I'am reading Gortz, Wedhorn, Algebraic Geometry, p.403 Theorem 13.84
Here, the corresponding morphism $r$ in the statement means that the element of $Hom_S(X, \mathbb{P}(\mathcal{E}))$ corresponding from $\mathcal{H} := ker(f^{*}\mathcal{E}\to \mathcal{L})$ via the bijection in the page 381 of the book.
Anyway, I'm trying to understand the above underliend statement.
My strategy is as follows,
First, fix $s \in S$. Consider next commutative diagram
$$ \newcommand{\ra}[1]{\!\!\!\!\!\!\!\!\!\!\!\!\xrightarrow{\quad#1\quad}\!\!\!\!\!\!\!\!} \newcommand{\da}[1]{\left\downarrow{\scriptstyle#1}\vphantom{\displaystyle\int_0^1}\right.} % \begin{array}{llllllllllll} X':=X \times_{S}k(s) \ \ & \ \ra {i_s^{'}} \ & X & \ra{r} \ & P:= \mathbb{P}(\mathcal{E}) \\ \da{f^{'}} & & \da{f} & & \swarrow{h} & & \\ \operatorname{Spec}k(s) & \ra{i_s} & S & \\ \end{array} $$ where $f^{'}$ is proper since the 'properness' is stable under base change.
Next, note that
$i_s^{'*}(\mathcal{L})$ is $f^{'}$ -ample ( by the proposition 13.64)
$i_s^{*}(\mathcal{E})$ is also quasi-coherent.
There is a surjective homomorphism $f^{'*}(i_s^{*}(\mathcal{E})) \to i_s^{'*}(\mathcal{L})$ (Since there is a surjective homomorphism $f^{*}\mathcal{E} \to \mathcal{L}$ and $i_s^{'*}$ is right exact, $i_s^{'*}(f^{*}\mathcal{E}) \to i_s^{'*}\mathcal{L}$ is also surjective and note that $i_s^{'*}(f^{*}\mathcal{E}) = f^{'*}(i_s^{*}\mathcal{E})$ by the above commutative diagram).
Now let $r_s : X^{'} \to \mathbb{P}(i_s^{*}(\mathcal{E})) = i_s^{*}(\mathbb{P}(\mathcal{E})) := \mathbb{P}(\mathcal{E}) \times_{S} k(s) $ be the corresponding morphism as in the Teorem 13.84( where the first equality is by his book p.215-(8.8.3) and the second equality is by the definition of the inverse image of scheme(his book p.105)).
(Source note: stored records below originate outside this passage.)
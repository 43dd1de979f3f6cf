use rust_decimal::{Decimal, RoundingStrategy};
use serde::{Deserialize, Serialize};

/// All monetary values. Wraps Decimal to prevent accidental f64 usage.
pub type Money = Decimal;

/// Rates expressed as decimals (0.05 = 5%). Used for periodic rates.
pub type Rate = Decimal;

/// Rates expressed as percentages (4.45 = 4.45%), as entered by borrowers.
pub type Percent = Decimal;

/// Standard computation output envelope
#[derive(Debug, Clone, Serialize, Deserialize)]
pub struct ComputationOutput<T: Serialize> {
    pub result: T,
    pub methodology: String,
    pub assumptions: serde_json::Value,
    pub warnings: Vec<String>,
    pub metadata: ComputationMetadata,
}

/// Metadata for every computation
#[derive(Debug, Clone, Serialize, Deserialize)]
pub struct ComputationMetadata {
    pub version: String,
    pub computation_time_us: u64,
    pub precision: String,
}

/// Helper to wrap computation results with metadata
pub fn with_metadata<T: Serialize>(
    methodology: &str,
    assumptions: &impl Serialize,
    warnings: Vec<String>,
    elapsed_us: u64,
    result: T,
) -> ComputationOutput<T> {
    ComputationOutput {
        result,
        methodology: methodology.to_string(),
        assumptions: serde_json::to_value(assumptions).unwrap_or_default(),
        warnings,
        metadata: ComputationMetadata {
            version: env!("CARGO_PKG_VERSION").to_string(),
            computation_time_us: elapsed_us,
            precision: "rust_decimal_128bit".to_string(),
        },
    }
}

/// Round a value for display with exactly `dp` decimal places.
/// Midpoints go away from zero, as on a bank statement.
pub fn round_money(value: Decimal, dp: u32) -> Decimal {
    let mut rounded = value.round_dp_with_strategy(dp, RoundingStrategy::MidpointAwayFromZero);
    rounded.rescale(dp);
    rounded
}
We have a commutative diagram ;
$$ \newcommand{\ra}[1]{\!\!\!\!\!\!\!\!\!\!\!\!\xrightarrow{\quad#1\quad}\!\!\!\!\!\!\!\!} \newcommand{\da}[1]{\left\downarrow{\scriptstyle#1}\vphantom{\displaystyle\int_0^1}\right.} % \begin{array}{llllllllllll} X' \ \ & \ \ra {r_s} \ & \mathbb{P}(i_s^{*}\mathcal{E})=\mathbb{P}(\mathcal{E})\times_{S} k(s) \\ \da{f^{'}} & & \swarrow{h_s} & \\ \operatorname{Spec}k(s) \\ \end{array} $$
, where $i_s^{'*}(\mathcal{L})$ is $f^{'}$ -ample.
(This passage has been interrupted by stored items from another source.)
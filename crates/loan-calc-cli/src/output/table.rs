use serde_json::{Map, Value};
use tabled::{builder::Builder, Table};

/// Schedule columns and the result field that totals each one
const COLUMN_TOTALS: [(&str, &str); 4] = [
    ("principal", "total_principal"),
    ("interest", "total_interest"),
    ("insurance", "total_insurance"),
    ("total_due", "total_cost"),
];

/// Format output as tables using the tabled crate.
pub fn print_table(value: &Value) {
    match value {
        Value::Object(map) => {
            if let Some(result) = map.get("result") {
                print_section(None, result);
                print_envelope(map);
            } else {
                print_section(None, value);
            }
        }
        Value::Array(arr) => print_rows(arr, None),
        _ => println!("{}", value),
    }
}

/// Scalars as a Field/Value table, then nested objects and row arrays beneath.
fn print_section(title: Option<&str>, value: &Value) {
    let Value::Object(map) = value else {
        println!("{}", format_value(value));
        return;
    };

    if let Some(t) = title {
        println!("\n{}", t);
    }

    let mut builder = Builder::default();
    builder.push_record(["Field", "Value"]);
    let mut has_scalars = false;
    for (key, val) in map {
        if !val.is_object() && !is_row_array(val) {
            builder.push_record([key.as_str(), &format_value(val)]);
            has_scalars = true;
        }
    }
    if has_scalars {
        println!("{}", Table::from(builder));
    }

    for (key, val) in map {
        match val {
            Value::Object(_) => print_section(Some(&heading(key)), val),
            Value::Array(arr) if is_row_array(val) => {
                println!("\n{}", heading(key));
                print_rows(arr, Some(map));
            }
            _ => {}
        }
    }
}

/// Rows table. When the parent carries schedule totals a Total row is appended.
fn print_rows(arr: &[Value], parent: Option<&Map<String, Value>>) {
    let Some(Value::Object(first)) = arr.first() else {
        println!("(empty)");
        return;
    };

    let headers: Vec<String> = first.keys().cloned().collect();
    let mut builder = Builder::default();
    builder.push_record(&headers);

    for item in arr {
        if let Value::Object(map) = item {
            let row: Vec<String> = headers
                .iter()
                .map(|h| map.get(h.as_str()).map(format_value).unwrap_or_default())
                .collect();
            builder.push_record(row);
        }
    }

    if let Some(parent) = parent {
        if parent.contains_key("total_cost") {
            builder.push_record(totals_row(&headers, parent));
        }
    }

    println!("{}", Table::from(builder));
}

fn totals_row(headers: &[String], parent: &Map<String, Value>) -> Vec<String> {
    headers
        .iter()
        .enumerate()
        .map(|(i, h)| {
            if i == 0 {
                return "Total".to_string();
            }
            COLUMN_TOTALS
                .iter()
                .find(|(col, _)| *col == h.as_str())
                .and_then(|(_, total)| parent.get(*total))
                .map(format_value)
                .unwrap_or_default()
        })
        .collect()
}

fn print_envelope(envelope: &Map<String, Value>) {
    if let Some(Value::Array(warnings)) = envelope.get("warnings") {
        if !warnings.is_empty() {
            println!("\nWarnings:");
            for w in warnings {
                if let Value::String(s) = w {
                    println!("  - {}", s);
                }
            }
        }
    }

    if let Some(Value::String(meth)) = envelope.get("methodology") {
        println!("\nMethodology: {}", meth);
    }
}

fn is_row_array(value: &Value) -> bool {
    matches!(value, Value::Array(arr) if arr.first().is_some_and(Value::is_object))
}

fn heading(key: &str) -> String {
    let mut chars = key.chars();
    match chars.next() {
        Some(c) => c.to_uppercase().chain(chars).collect::<String>().replace('_', " "),
        None => String::new(),
    }
}

fn format_value(value: &Value) -> String {
    match value {
        Value::String(s) => s.clone(),
        Value::Number(n) => n.to_string(),
        Value::Bool(b) => b.to_string(),
        Value::Null => "-".to_string(),
        Value::Array(arr) => {
            let items: Vec<String> = arr.iter().map(format_value).collect();
            items.join(", ")
        }
        Value::Object(_) => serde_json::to_string(value).unwrap_or_default(),
    }
}

#[cfg(test)]
mod tests {
    use super::*;
    use serde_json::json;

    #[test]
    fn test_totals_row_maps_columns() {
        let headers: Vec<String> = ["period", "payment", "interest", "total_due"]
            .iter()
            .map(|s| s.to_string())
            .collect();
        let parent = json!({"total_interest": "661.85", "total_cost": "10661.85"});
        let row = totals_row(&headers, parent.as_object().unwrap());
        assert_eq!(row, vec!["Total", "", "661.85", "10661.85"]);
    }

    #[test]
    fn test_heading() {
        assert_eq!(heading("summary"), "Summary");
        assert_eq!(heading("total_due"), "Total due");
    }
}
Since $s\in S$ is arbitrary, by the reduction assumption, we have that $r_s$ is finite for all $s \in S$. In particular, All $r_s$ is quasi-finite($\because$ Corollary 12.89) and has finite fibers.
Now, note that
- $ X' := X \times_S k(s) \cong f^{-1}(s)$ and $\mathbb{P}(i_s^{*}\mathcal{E})=\mathbb{P}(\mathcal{E})\times_{S} k(s) \cong h^{-1}(s)$ as topological spaces. So, we have $r_s : f^{-1}(s) \to h^{-1}(s)$ for all $s\in S$.
2-1) For all $s\in S$, $im(r|_{f^{-1}(s)}) \subseteq h^{-1}(s)$ ($\because f = h\circ r$)
2-2) For all $s\in S$, $r|_{f^{-1}(s)} = r_s$ ?
Assume that 2-2) is also true. Now let $p \in P:=\mathbb{P}(\mathcal{E}) = \bigcup_{s\in S}h^{-1}(s)$. Then $p\in h^{-1}(s_0)$ for some $s_0 \in S$. Consider $r_{s_0} : f^{-1}(s_0) \to h^{-1}(s_0)$. If the above 2-1), 2-2) are true, then we can show that $$r^{-1}(p) \subseteq r_{s_0}^{-1}(p)$$. So $r^{-1}(p)$ is finite set and we are done.
So in my strategy, key point is relation between $r$ and $r_s$ ; 2-2).
Is 2-2) true? Then how can we show that?
Can anyone help?
Thanks for reading.